U.S. stocks and bonds reversed growth from the previous session as the surge in relief since the Federal Reserve’s latest interest rate decision was marred by concerns about monetary policy prospects.
The S&P 500 fell 2.4 percent, closing 3 percent higher on Wednesday, the best one-day figure since May 2020. The Nasdaq Composite Technology fell 3.3 percent.
The US Federal Reserve on Wednesday announced its first interest rate increase of 0.5 percentage points in more than 20 years, while Fed Chairman Jay Powell also ruled out a 0.75 percentage point increase at future meetings.
“It wasn’t really a dove signal, but market sentiment has been subdued, the most pessimistic in decades, so it wasn’t surprising to see a rebound from that level of pessimism,” said Trevor Gritham, head of multi-assets at Royal London, referring to Wednesday’s moves. .

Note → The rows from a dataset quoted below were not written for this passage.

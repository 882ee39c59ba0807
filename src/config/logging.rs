//! Logging configuration: level, file output, rotation
//!
//! The TUI buffer always receives events. The `[logging]` file settings
//! only matter when `file_enabled` is set; `main.rs` then opens the
//! appender built by [`LoggingConfig::file_appender`] and layers JSON
//! output on top of the buffer.

use serde::Deserialize;
use std::path::PathBuf;
use tracing_appender::rolling::{RollingFileAppender, Rotation};

// ─────────────────────────────────────────────────────────────────────────────
// Log Rotation
// ─────────────────────────────────────────────────────────────────────────────

/// Log file rotation strategy
#[derive(Debug, Clone, Default, PartialEq)]
pub enum LogRotation {
    /// Rotate log files hourly
    Hourly,
    /// Rotate log files daily (default)
    #[default]
    Daily,
    /// Never rotate - single log file
    Never,
}

impl LogRotation {
    /// Parse rotation string from config
    pub fn parse(s: &str) -> Self {
        match s.to_lowercase().as_str() {
            "hourly" => Self::Hourly,
            "daily" => Self::Daily,
            "never" => Self::Never,
            _ => Self::Daily, // Default to daily for unknown values
        }
    }

    /// Rotation schedule for the file appender
    pub fn rotation(&self) -> Rotation {
        match self {
            Self::Hourly => Rotation::HOURLY,
            Self::Daily => Rotation::DAILY,
            Self::Never => Rotation::NEVER,
        }
    }

    /// Convert to string for TOML serialization
    pub fn as_str(&self) -> &'static str {
        match self {
            Self::Hourly => "hourly",
            Self::Daily => "daily",
            Self::Never => "never",
        }
    }
}

// ─────────────────────────────────────────────────────────────────────────────
// Logging Configuration
// ─────────────────────────────────────────────────────────────────────────────

/// Logging configuration
#[derive(Debug, Clone, PartialEq)]
pub struct LoggingConfig {
    /// Log level: trace, debug, info, warn, error
    pub level: String,
    /// Enable file logging (in addition to the TUI buffer)
    pub file_enabled: bool,
    /// Directory for log files
    pub file_dir: PathBuf,
    /// Log file rotation strategy
    pub file_rotation: LogRotation,
    /// Prefix for log file names (e.g., "charcount" -> "charcount.2024-01-15")
    pub file_prefix: String,
}

impl Default for LoggingConfig {
    fn default() -> Self {
        Self {
            level: "info".to_string(),
            file_enabled: false, // Opt-in feature
            file_dir: PathBuf::from("./logs"),
            file_rotation: LogRotation::Daily,
            file_prefix: "charcount".to_string(),
        }
    }
}

/// Logging settings as loaded from config file
#[derive(Debug, Deserialize, Default)]
pub struct FileLogging {
    pub level: Option<String>,
    pub file_enabled: Option<bool>,
    pub file_dir: Option<String>,
    pub file_rotation: Option<String>,
    pub file_prefix: Option<String>,
}

impl LoggingConfig {
    /// Create from file config with defaults
    pub fn from_file(file: Option<FileLogging>) -> Self {
        let file = file.unwrap_or_default();
        let defaults = Self::default();

        Self {
            level: file.level.unwrap_or(defaults.level),
            file_enabled: file.file_enabled.unwrap_or(defaults.file_enabled),
            file_dir: file
                .file_dir
                .map(PathBuf::from)
                .unwrap_or(defaults.file_dir),
            file_rotation: file
                .file_rotation
                .map(|s| LogRotation::parse(&s))
                .unwrap_or(defaults.file_rotation),
            file_prefix: file.file_prefix.unwrap_or(defaults.file_prefix),
        }
    }

    /// Rolling appender writing `<file_dir>/<file_prefix>.<period>`
    pub fn file_appender(&self) -> RollingFileAppender {
        RollingFileAppender::new(
            self.file_rotation.rotation(),
            &self.file_dir,
            &self.file_prefix,
        )
    }
}
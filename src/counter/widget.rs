//! The counter widget
//!
//! Owns the text buffer, the display regions it writes to and every timer
//! that animates them. The widget never draws anything itself: the TUI reads
//! [`DisplayRegions`] each frame, and tests read the same struct headlessly.
//!
//! Every time-dependent operation has an `*_at(now)` twin. The plain versions
//! use `Instant::now()`; tests drive the clock explicitly.

use super::buffer::TextBuffer;
use super::label::ActionLabel;
use super::metrics::DerivedMetrics;
use super::notification::{Notification, NotificationKind, Notifications};
use super::timer::Timer;
use super::visual::{visual_state, VisualState};
use crate::clipboard::ClipboardWriter;
use std::borrow::Cow;
use std::time::{Duration, Instant};

/// How long the count display pulses after an update
pub const PULSE_DURATION: Duration = Duration::from_millis(300);

pub const MSG_NOTHING_TO_COPY: &str = "No text to copy!";
pub const MSG_COPIED: &str = "Text copied to clipboard!";
pub const MSG_COPY_FAILED: &str = "Failed to copy text";

/// Everything the widget shows, as last written by `update_counter`
#[derive(Debug, Clone, PartialEq, Default)]
pub struct DisplayRegions {
    /// Count display: characters typed
    pub count_text: String,
    /// Remaining display: characters left (may be negative)
    pub remaining_text: String,
    /// Progress fill width in percent, as computed (not capped)
    pub progress_width: f64,
    /// Progress label, e.g. "50%"
    pub progress_label: String,
    /// Count display is pulsing
    pub pulse: bool,
    /// Palette and border state
    pub visual: VisualState,
}

/// Cursor movements understood by the text field
#[derive(Debug, Clone, Copy, PartialEq, Eq)]
pub enum CursorMove {
    Left,
    Right,
    Home,
    End,
}

/// Result of a copy action
#[derive(Debug, Clone, Copy, PartialEq, Eq)]
pub enum CopyOutcome {
    /// Buffer was blank; the clipboard was not touched
    NothingToCopy,
    Copied,
    Failed,
}

/// A bounded text field with live usage feedback
#[derive(Debug, Clone)]
pub struct CounterWidget {
    buffer: TextBuffer,
    max_length: usize,
    has_focus: bool,
    metrics: DerivedMetrics,
    display: DisplayRegions,
    pulse: Timer,
    /// Zero-delay deferred paste correction
    paste_fixup: Timer,
    clear_label: ActionLabel,
    copy_label: ActionLabel,
    notifications: Notifications,
}

impl CounterWidget {
    /// Create the widget and render metrics for any pre-populated text
    pub fn new(max_length: usize, initial_text: impl Into<String>) -> Self {
        Self::new_at(max_length, initial_text, Instant::now())
    }

    pub fn new_at(max_length: usize, initial_text: impl Into<String>, now: Instant) -> Self {
        let buffer = TextBuffer::new(initial_text);
        let metrics = DerivedMetrics::for_text(buffer.as_str(), max_length);

        let mut widget = Self {
            buffer,
            max_length,
            has_focus: false,
            metrics,
            display: DisplayRegions::default(),
            pulse: Timer::new(PULSE_DURATION),
            paste_fixup: Timer::new(Duration::ZERO),
            clear_label: ActionLabel::clear(),
            copy_label: ActionLabel::copy(),
            notifications: Notifications::new(),
        };
        widget.update_counter_at(now);
        widget
    }

    // ─────────────────────────────────────────────────────────────────────
    // Accessors
    // ─────────────────────────────────────────────────────────────────────

    pub fn text(&self) -> &str {
        self.buffer.as_str()
    }

    pub fn buffer(&self) -> &TextBuffer {
        &self.buffer
    }

    pub fn max_length(&self) -> usize {
        self.max_length
    }

    pub fn has_focus(&self) -> bool {
        self.has_focus
    }

    pub fn metrics(&self) -> &DerivedMetrics {
        &self.metrics
    }

    pub fn display(&self) -> &DisplayRegions {
        &self.display
    }

    pub fn clear_label(&self) -> &ActionLabel {
        &self.clear_label
    }

    pub fn copy_label(&self) -> &ActionLabel {
        &self.copy_label
    }

    pub fn notifications(&self) -> &Notifications {
        &self.notifications
    }

    /// Whether a paste correction is waiting for the next tick
    #[cfg(test)]
    pub(crate) fn has_pending_paste(&self) -> bool {
        self.paste_fixup.is_armed()
    }

    // ─────────────────────────────────────────────────────────────────────
    // Rendering
    // ─────────────────────────────────────────────────────────────────────

    /// Recompute metrics and rewrite every display region
    pub fn update_counter(&mut self) {
        self.update_counter_at(Instant::now());
    }

    pub fn update_counter_at(&mut self, now: Instant) {
        let metrics = DerivedMetrics::for_text(self.buffer.as_str(), self.max_length);

        self.display.count_text = metrics.current_length.to_string();
        self.display.remaining_text = metrics.remaining.to_string();
        self.display.progress_width = metrics.percentage;
        self.display.progress_label = format!("{}%", metrics.rounded_percentage());

        // Pulse the count display
        self.display.pulse = true;
        self.pulse.arm(now);

        self.display.visual = visual_state(&metrics, self.has_focus);
        self.metrics = metrics;
    }

    /// Recompute only the visual state (focus changes)
    fn refresh_visual(&mut self) {
        self.display.visual = visual_state(&self.metrics, self.has_focus);
    }

    // ─────────────────────────────────────────────────────────────────────
    // Focus
    // ─────────────────────────────────────────────────────────────────────

    pub fn focus(&mut self) {
        self.has_focus = true;
        self.refresh_visual();
    }

    pub fn blur(&mut self) {
        self.has_focus = false;
        self.refresh_visual();
    }

    // ─────────────────────────────────────────────────────────────────────
    // Editing
    // ─────────────────────────────────────────────────────────────────────

    /// Type a character; rejected once the buffer is full
    pub fn insert_char(&mut self, c: char) -> bool {
        self.insert_char_at(c, Instant::now())
    }

    pub fn insert_char_at(&mut self, c: char, now: Instant) -> bool {
        let inserted = self.buffer.insert_char(c, Some(self.max_length));
        self.update_counter_at(now);
        inserted
    }

    pub fn backspace(&mut self) -> bool {
        self.backspace_at(Instant::now())
    }

    pub fn backspace_at(&mut self, now: Instant) -> bool {
        let removed = self.buffer.backspace();
        self.update_counter_at(now);
        removed
    }

    pub fn delete(&mut self) -> bool {
        self.delete_at(Instant::now())
    }

    pub fn delete_at(&mut self, now: Instant) -> bool {
        let removed = self.buffer.delete();
        self.update_counter_at(now);
        removed
    }

    pub fn move_cursor(&mut self, movement: CursorMove) {
        self.move_cursor_at(movement, Instant::now());
    }

    /// Cursor keys still refresh the counter, same as any other key release
    pub fn move_cursor_at(&mut self, movement: CursorMove, now: Instant) {
        match movement {
            CursorMove::Left => self.buffer.move_left(),
            CursorMove::Right => self.buffer.move_right(),
            CursorMove::Home => self.buffer.move_home(),
            CursorMove::End => self.buffer.move_end(),
        }
        self.update_counter_at(now);
    }

    /// Replace the text programmatically, without any length limit
    pub fn set_text(&mut self, text: impl Into<String>) {
        self.set_text_at(text, Instant::now());
    }

    pub fn set_text_at(&mut self, text: impl Into<String>, now: Instant) {
        self.buffer.set(text);
        self.update_counter_at(now);
    }

    /// Paste `text` at the cursor
    ///
    /// The text lands in full first; trimming to the limit happens on the
    /// next tick. Terminals deliver pasted line breaks as `\r` or `\r\n`;
    /// both are stored as `\n`.
    pub fn handle_paste(&mut self, text: &str) {
        self.handle_paste_at(text, Instant::now());
    }

    pub fn handle_paste_at(&mut self, text: &str, now: Instant) {
        let text = normalize_line_breaks(text);
        self.buffer.insert_str(&text);
        self.update_counter_at(now);
        self.paste_fixup.arm(now);
    }

    fn correct_paste(&mut self, now: Instant) {
        let before = self.buffer.len();
        if self.buffer.truncate_chars(self.max_length) {
            tracing::debug!(
                "Paste exceeded limit: kept {} of {} characters",
                self.max_length,
                before
            );
        }
        self.update_counter_at(now);
    }

    // ─────────────────────────────────────────────────────────────────────
    // Actions
    // ─────────────────────────────────────────────────────────────────────

    /// Empty the field, give it focus and confirm on the clear control
    pub fn clear_text(&mut self) {
        self.clear_text_at(Instant::now());
    }

    pub fn clear_text_at(&mut self, now: Instant) {
        self.buffer.clear();
        self.has_focus = true;
        self.update_counter_at(now);
        self.clear_label.confirm(now);
        tracing::info!("Text cleared");
    }

    /// Copy the whole buffer to `clipboard`
    ///
    /// A blank buffer (after trimming) short-circuits with an error
    /// notification. A failed write is logged and reported, never retried.
    pub fn copy_text(&mut self, clipboard: &mut dyn ClipboardWriter) -> CopyOutcome {
        self.copy_text_at(clipboard, Instant::now())
    }

    pub fn copy_text_at(
        &mut self,
        clipboard: &mut dyn ClipboardWriter,
        now: Instant,
    ) -> CopyOutcome {
        if self.buffer.as_str().trim().is_empty() {
            self.show_notification_at(MSG_NOTHING_TO_COPY, NotificationKind::Error, now);
            return CopyOutcome::NothingToCopy;
        }

        match clipboard.write_text(self.buffer.as_str()) {
            Ok(()) => {
                tracing::info!("Copied {} characters to clipboard", self.metrics.current_length);
                self.show_notification_at(MSG_COPIED, NotificationKind::Success, now);
                self.copy_label.confirm(now);
                CopyOutcome::Copied
            }
            Err(e) => {
                tracing::error!("Failed to copy text: {:#}", e);
                self.show_notification_at(MSG_COPY_FAILED, NotificationKind::Error, now);
                CopyOutcome::Failed
            }
        }
    }

    /// Show a transient notification
    pub fn show_notification(&mut self, message: impl Into<String>, kind: NotificationKind) {
        self.show_notification_at(message, kind, Instant::now());
    }

    pub fn show_notification_at(
        &mut self,
        message: impl Into<String>,
        kind: NotificationKind,
        now: Instant,
    ) {
        let notification = Notification::new(message, kind, now);
        tracing::debug!(
            "Notification ({}): {}",
            notification.kind.as_str(),
            notification.message
        );
        self.notifications.push(notification);
    }

    // ─────────────────────────────────────────────────────────────────────
    // Timers
    // ─────────────────────────────────────────────────────────────────────

    /// Run every timer that is due
    ///
    /// The deferred paste correction goes first so it lands before any other
    /// scheduled work.
    pub fn tick(&mut self) {
        self.tick_at(Instant::now());
    }

    pub fn tick_at(&mut self, now: Instant) {
        if self.paste_fixup.fire(now) {
            self.correct_paste(now);
        }

        if self.pulse.fire(now) {
            self.display.pulse = false;
        }

        self.clear_label.tick(now);
        self.copy_label.tick(now);
        self.notifications.tick(now);
    }

    /// Cancel every outstanding timer and drop notifications
    pub fn teardown(&mut self) {
        self.paste_fixup.cancel();
        self.pulse.cancel();
        self.display.pulse = false;
        self.clear_label.reset();
        self.copy_label.reset();
        self.notifications.clear();
    }
}

/// Fold `\r\n` and lone `\r` into `\n`
fn normalize_line_breaks(text: &str) -> Cow<'_, str> {
    if text.contains('\r') {
        Cow::Owned(text.replace("\r\n", "\n").replace('\r', "\n"))
    } else {
        Cow::Borrowed(text)
    }
}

“But you still have a nasty background where central banks are not your friends,” he added. “Inflation really needs to change to sustain market conditions,” reaching a 40-year high of 8.5 percent in March.
This year, S&P has fallen by more than a tenth as the prospect of rising borrowing costs and sustained high inflation threaten corporate profits. Nasdaq Composite technology fell 20 percent.
Yields on 10-year U.S. Treasury bonds, which investors use as a benchmark to value many other financial assets, jumped 0.13 percentage points to 3.04 percent. Treasury-back yields have been very volatile in recent weeks as uncertain inflation and interest rates have made it difficult to invest in fixed-income securities.
Powell said Wednesday that a neutral stance in monetary policy that does not speed up or slow down the economy “cannot be something we can identify with any accuracy.”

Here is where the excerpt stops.